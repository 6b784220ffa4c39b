//! # Error Types — Construction and Lookup Failures
//!
//! All errors use `thiserror` for derive-based `Display` and `Error`
//! implementations.
//!
//! ## Design
//!
//! - Build errors are programming errors in the declaration; they fail
//!   loudly at startup and the enumeration type is never produced.
//! - Lookup errors are recoverable: storage can hand back values that no
//!   longer resolve, and callers decide what that means.
//! - Every variant carries the enumeration name plus the offending data, so
//!   messages render without further context.

use thiserror::Error;

use crate::value::ChoiceValue;

/// Rejected enumeration declarations.
#[derive(Error, Debug)]
pub enum BuildError {
    /// Two members resolved to the same value.
    #[error(
        "duplicate value {value} in enumeration '{enumeration}': declared by both '{first}' and '{second}'"
    )]
    DuplicateValue {
        /// Enumeration being built.
        enumeration: String,
        /// The value that resolved twice.
        value: ChoiceValue,
        /// Member that declared the value first.
        first: String,
        /// Member that declared it again.
        second: String,
    },

    /// Two members were declared under one name.
    #[error("duplicate member name '{name}' in enumeration '{enumeration}'")]
    DuplicateName {
        /// Enumeration being built.
        enumeration: String,
        /// The name declared twice.
        name: String,
    },

    /// A successor set references a name no member declares.
    #[error("member '{member}' of enumeration '{enumeration}' lists unknown successor '{successor}'")]
    UnknownSuccessor {
        /// Enumeration being built.
        enumeration: String,
        /// Member whose successor set is broken.
        member: String,
        /// The undeclared name it references.
        successor: String,
    },
}

/// Failed lookups against a built enumeration.
#[derive(Error, Debug)]
pub enum LookupError {
    /// No member carries the queried value.
    #[error("enumeration '{enumeration}' has no member with value {value}")]
    UnknownValue {
        /// Enumeration queried.
        enumeration: String,
        /// The value that did not resolve.
        value: ChoiceValue,
    },

    /// No member carries the queried name.
    #[error("enumeration '{enumeration}' has no member named '{name}'")]
    UnknownName {
        /// Enumeration queried.
        enumeration: String,
        /// The name that did not resolve.
        name: String,
    },
}
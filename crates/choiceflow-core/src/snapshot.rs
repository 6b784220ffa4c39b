//! # Definition Snapshots — Serializable Enumeration Descriptions
//!
//! A snapshot captures everything a built enumeration knows about itself in
//! plain data: member names, values, rendered labels, initial flags,
//! successor sets, and extra metadata. Snapshots serialize with serde and
//! can rebuild an equivalent enumeration, which is what schema tooling and
//! migration baselines consume.
//!
//! Deferred labels freeze to their rendering at snapshot time; a rebuilt
//! enumeration carries the frozen text, not the resolver.

use indexmap::IndexMap;
use serde::{Deserialize, Serialize};

use crate::builder::EnumBuilder;
use crate::choice::{Choice, Extra};
use crate::enumeration::ChoiceEnum;
use crate::error::BuildError;
use crate::value::ChoiceValue;

/// Plain-data description of one member.
#[derive(Debug, Clone, PartialEq, Serialize, Deserialize)]
pub struct MemberSnapshot {
    /// Member name.
    pub name: String,
    /// Resolved value.
    pub value: ChoiceValue,
    /// Label as rendered at snapshot time.
    pub label: String,
    /// Whether the member may start a new record.
    pub initial: bool,
    /// Successor names; `None` means unrestricted, empty means terminal.
    pub next: Option<Vec<String>>,
    /// Extra metadata, declaration order.
    pub extra: IndexMap<String, Extra>,
}

/// Plain-data description of a whole enumeration.
#[derive(Debug, Clone, PartialEq, Serialize, Deserialize)]
pub struct EnumSnapshot {
    /// Enumeration name.
    pub name: String,
    /// The "no selection" label, if declared.
    pub empty_label: Option<String>,
    /// Members in declaration order.
    pub members: Vec<MemberSnapshot>,
}

impl ChoiceEnum {
    /// Captures this enumeration as plain data.
    pub fn snapshot(&self) -> EnumSnapshot {
        EnumSnapshot {
            name: self.name.clone(),
            empty_label: self
                .empty_label
                .as_ref()
                .map(|label| label.resolve().into_owned()),
            members: self
                .members
                .iter()
                .map(|m| MemberSnapshot {
                    name: m.name.clone(),
                    value: m.value.clone(),
                    label: m.label.resolve().into_owned(),
                    initial: m.initial,
                    next: m.next.as_ref().map(|n| n.iter().cloned().collect()),
                    extra: m.extra.clone(),
                })
                .collect(),
        }
    }

    /// Rebuilds an enumeration from a snapshot. The snapshot goes through
    /// the ordinary build checks, so a tampered one fails the same way a
    /// bad declaration does.
    pub fn from_snapshot(snapshot: EnumSnapshot) -> Result<ChoiceEnum, BuildError> {
        let mut builder = EnumBuilder::new(snapshot.name);
        if let Some(label) = snapshot.empty_label {
            builder = builder.empty_label(label);
        }
        for m in snapshot.members {
            let mut choice = Choice::new(m.value).label(m.label).initial(m.initial);
            if let Some(next) = m.next {
                choice = choice.next(next);
            }
            for (key, value) in m.extra {
                choice = choice.extra(key, value);
            }
            builder = builder.member(m.name, choice);
        }
        builder.build()
    }
}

********************

--- Exercise prompt ---
Count every line of the data above that includes the word "ChoiceEnum", then state the total and nothing more.

--- Answer space ---
3